Report the number of lines in the records below that contain the word "RunStatus", and nothing more.

[Stored data entries]

....................

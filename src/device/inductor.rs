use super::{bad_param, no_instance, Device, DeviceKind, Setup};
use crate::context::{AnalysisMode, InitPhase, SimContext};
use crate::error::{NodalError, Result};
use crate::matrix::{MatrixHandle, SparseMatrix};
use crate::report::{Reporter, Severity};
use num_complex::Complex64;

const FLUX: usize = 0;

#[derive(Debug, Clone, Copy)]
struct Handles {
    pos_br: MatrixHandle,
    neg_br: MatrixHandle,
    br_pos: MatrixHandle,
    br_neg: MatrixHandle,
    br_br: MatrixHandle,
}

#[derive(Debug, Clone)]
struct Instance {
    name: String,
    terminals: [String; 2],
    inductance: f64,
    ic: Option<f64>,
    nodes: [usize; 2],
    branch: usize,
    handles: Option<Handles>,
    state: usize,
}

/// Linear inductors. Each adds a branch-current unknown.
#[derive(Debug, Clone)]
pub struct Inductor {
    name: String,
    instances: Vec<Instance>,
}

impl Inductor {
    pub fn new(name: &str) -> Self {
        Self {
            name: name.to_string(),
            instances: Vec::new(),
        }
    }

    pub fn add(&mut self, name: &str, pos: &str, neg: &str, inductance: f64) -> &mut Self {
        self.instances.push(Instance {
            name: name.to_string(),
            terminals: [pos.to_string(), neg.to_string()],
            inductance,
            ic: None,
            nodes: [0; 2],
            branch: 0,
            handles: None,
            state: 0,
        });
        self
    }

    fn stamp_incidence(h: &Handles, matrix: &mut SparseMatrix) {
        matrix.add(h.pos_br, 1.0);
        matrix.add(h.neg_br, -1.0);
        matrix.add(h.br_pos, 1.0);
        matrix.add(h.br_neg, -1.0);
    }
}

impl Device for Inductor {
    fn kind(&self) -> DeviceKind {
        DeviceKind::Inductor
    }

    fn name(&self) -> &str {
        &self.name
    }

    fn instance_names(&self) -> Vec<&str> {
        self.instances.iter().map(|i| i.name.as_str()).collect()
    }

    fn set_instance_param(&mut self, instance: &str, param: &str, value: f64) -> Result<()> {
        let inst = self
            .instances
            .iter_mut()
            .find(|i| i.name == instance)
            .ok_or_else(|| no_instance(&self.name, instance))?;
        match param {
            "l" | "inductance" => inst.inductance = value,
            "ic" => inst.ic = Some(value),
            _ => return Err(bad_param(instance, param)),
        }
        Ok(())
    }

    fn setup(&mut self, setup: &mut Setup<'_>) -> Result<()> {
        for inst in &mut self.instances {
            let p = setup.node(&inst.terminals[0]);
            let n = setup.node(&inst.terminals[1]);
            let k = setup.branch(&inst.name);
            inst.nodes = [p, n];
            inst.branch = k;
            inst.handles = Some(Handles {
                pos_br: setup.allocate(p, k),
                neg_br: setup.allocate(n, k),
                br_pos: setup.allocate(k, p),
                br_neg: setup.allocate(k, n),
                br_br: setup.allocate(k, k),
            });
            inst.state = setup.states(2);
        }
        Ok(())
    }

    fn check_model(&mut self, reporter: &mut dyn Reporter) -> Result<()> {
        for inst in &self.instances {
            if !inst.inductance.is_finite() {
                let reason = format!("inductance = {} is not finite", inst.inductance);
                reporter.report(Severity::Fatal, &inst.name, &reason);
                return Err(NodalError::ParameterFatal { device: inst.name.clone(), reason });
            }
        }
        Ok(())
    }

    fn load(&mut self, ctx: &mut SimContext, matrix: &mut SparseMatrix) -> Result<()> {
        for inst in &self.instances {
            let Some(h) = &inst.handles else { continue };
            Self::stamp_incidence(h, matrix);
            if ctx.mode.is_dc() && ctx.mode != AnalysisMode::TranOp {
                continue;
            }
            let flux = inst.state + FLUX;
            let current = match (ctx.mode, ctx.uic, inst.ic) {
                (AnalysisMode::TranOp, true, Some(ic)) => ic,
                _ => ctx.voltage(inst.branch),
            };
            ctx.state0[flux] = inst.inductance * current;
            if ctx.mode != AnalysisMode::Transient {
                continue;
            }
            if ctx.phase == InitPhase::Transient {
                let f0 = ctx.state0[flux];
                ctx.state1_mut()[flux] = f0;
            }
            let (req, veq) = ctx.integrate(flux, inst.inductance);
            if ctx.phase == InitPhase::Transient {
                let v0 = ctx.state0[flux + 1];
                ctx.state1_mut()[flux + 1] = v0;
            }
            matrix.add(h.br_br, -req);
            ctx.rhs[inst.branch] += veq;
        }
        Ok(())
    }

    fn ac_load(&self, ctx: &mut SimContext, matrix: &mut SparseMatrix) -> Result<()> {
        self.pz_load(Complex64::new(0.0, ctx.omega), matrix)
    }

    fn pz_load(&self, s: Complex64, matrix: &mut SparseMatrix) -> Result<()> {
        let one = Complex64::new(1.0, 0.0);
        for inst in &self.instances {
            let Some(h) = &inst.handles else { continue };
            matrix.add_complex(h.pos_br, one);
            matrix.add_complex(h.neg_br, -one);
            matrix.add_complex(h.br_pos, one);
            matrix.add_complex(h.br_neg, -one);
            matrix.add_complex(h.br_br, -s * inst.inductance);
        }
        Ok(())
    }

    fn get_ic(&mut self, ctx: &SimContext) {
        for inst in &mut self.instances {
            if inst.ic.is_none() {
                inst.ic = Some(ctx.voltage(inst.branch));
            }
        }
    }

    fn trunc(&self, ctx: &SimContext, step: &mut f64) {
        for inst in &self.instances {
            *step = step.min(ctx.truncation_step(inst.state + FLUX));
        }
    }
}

....................

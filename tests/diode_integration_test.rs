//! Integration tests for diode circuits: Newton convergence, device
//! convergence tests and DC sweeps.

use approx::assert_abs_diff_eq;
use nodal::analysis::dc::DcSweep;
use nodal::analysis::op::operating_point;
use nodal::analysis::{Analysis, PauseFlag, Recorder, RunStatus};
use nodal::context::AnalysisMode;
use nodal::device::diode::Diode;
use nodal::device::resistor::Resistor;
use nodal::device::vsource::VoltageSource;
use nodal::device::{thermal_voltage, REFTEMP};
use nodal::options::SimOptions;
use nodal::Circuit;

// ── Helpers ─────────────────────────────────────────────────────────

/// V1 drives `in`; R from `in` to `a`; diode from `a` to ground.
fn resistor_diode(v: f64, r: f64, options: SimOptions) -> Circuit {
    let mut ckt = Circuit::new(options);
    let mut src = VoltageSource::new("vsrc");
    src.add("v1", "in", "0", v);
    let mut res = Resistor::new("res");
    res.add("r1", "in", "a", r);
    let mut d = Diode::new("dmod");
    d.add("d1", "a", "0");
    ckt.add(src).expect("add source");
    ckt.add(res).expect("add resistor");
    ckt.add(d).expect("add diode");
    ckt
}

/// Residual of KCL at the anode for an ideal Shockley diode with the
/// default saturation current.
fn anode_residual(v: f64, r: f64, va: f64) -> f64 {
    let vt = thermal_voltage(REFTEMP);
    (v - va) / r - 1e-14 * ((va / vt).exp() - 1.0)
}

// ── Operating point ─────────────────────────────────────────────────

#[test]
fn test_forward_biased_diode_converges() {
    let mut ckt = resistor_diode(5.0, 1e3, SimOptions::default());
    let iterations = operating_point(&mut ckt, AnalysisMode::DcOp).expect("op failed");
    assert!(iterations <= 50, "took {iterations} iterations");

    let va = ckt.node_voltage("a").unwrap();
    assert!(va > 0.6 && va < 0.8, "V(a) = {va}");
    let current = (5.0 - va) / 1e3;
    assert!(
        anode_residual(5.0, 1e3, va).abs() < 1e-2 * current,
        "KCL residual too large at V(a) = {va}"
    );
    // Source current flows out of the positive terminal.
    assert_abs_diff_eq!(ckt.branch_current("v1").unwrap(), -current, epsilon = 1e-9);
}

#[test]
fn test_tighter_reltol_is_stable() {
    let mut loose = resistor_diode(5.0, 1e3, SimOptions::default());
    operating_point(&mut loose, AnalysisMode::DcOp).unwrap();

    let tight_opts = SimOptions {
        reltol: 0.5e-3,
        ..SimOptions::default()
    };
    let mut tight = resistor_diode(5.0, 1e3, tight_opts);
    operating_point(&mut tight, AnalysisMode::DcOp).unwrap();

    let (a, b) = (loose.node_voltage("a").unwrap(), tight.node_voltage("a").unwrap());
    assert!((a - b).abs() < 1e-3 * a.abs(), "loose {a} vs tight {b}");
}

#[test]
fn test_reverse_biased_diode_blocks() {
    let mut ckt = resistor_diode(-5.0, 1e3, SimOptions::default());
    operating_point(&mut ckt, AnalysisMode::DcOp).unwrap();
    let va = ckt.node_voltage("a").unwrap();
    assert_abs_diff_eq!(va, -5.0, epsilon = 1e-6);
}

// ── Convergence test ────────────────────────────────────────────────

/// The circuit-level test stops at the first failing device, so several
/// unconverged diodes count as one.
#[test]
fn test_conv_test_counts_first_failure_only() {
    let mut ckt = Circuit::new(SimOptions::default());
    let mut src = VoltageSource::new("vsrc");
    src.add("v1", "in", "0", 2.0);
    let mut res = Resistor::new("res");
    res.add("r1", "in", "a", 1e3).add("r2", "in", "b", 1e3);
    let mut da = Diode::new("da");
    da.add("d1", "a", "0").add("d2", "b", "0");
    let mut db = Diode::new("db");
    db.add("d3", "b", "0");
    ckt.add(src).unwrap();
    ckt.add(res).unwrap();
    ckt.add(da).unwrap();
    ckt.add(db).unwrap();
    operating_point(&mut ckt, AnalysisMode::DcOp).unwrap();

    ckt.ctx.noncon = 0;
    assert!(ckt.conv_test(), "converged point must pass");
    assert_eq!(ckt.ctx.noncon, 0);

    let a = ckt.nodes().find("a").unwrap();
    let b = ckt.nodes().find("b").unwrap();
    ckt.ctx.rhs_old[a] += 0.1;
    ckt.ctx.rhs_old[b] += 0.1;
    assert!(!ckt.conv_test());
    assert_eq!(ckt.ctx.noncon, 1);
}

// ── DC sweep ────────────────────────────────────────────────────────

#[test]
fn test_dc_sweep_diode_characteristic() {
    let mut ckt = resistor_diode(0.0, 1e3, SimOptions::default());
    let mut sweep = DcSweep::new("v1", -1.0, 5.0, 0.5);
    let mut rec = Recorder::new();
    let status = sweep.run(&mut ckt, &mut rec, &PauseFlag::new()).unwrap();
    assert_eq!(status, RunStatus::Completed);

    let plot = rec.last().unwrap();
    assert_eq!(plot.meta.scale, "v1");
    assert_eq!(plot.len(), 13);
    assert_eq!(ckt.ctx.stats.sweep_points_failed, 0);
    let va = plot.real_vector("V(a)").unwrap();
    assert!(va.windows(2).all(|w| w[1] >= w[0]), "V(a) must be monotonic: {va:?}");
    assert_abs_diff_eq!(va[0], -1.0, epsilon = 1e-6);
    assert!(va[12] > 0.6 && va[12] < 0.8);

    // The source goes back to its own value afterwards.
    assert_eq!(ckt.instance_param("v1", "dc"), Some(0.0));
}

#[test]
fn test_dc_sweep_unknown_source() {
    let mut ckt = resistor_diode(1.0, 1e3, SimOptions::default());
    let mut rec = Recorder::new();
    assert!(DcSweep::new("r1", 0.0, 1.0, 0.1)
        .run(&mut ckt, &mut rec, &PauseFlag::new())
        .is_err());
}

....................

- WRITTEN ANSWER: 2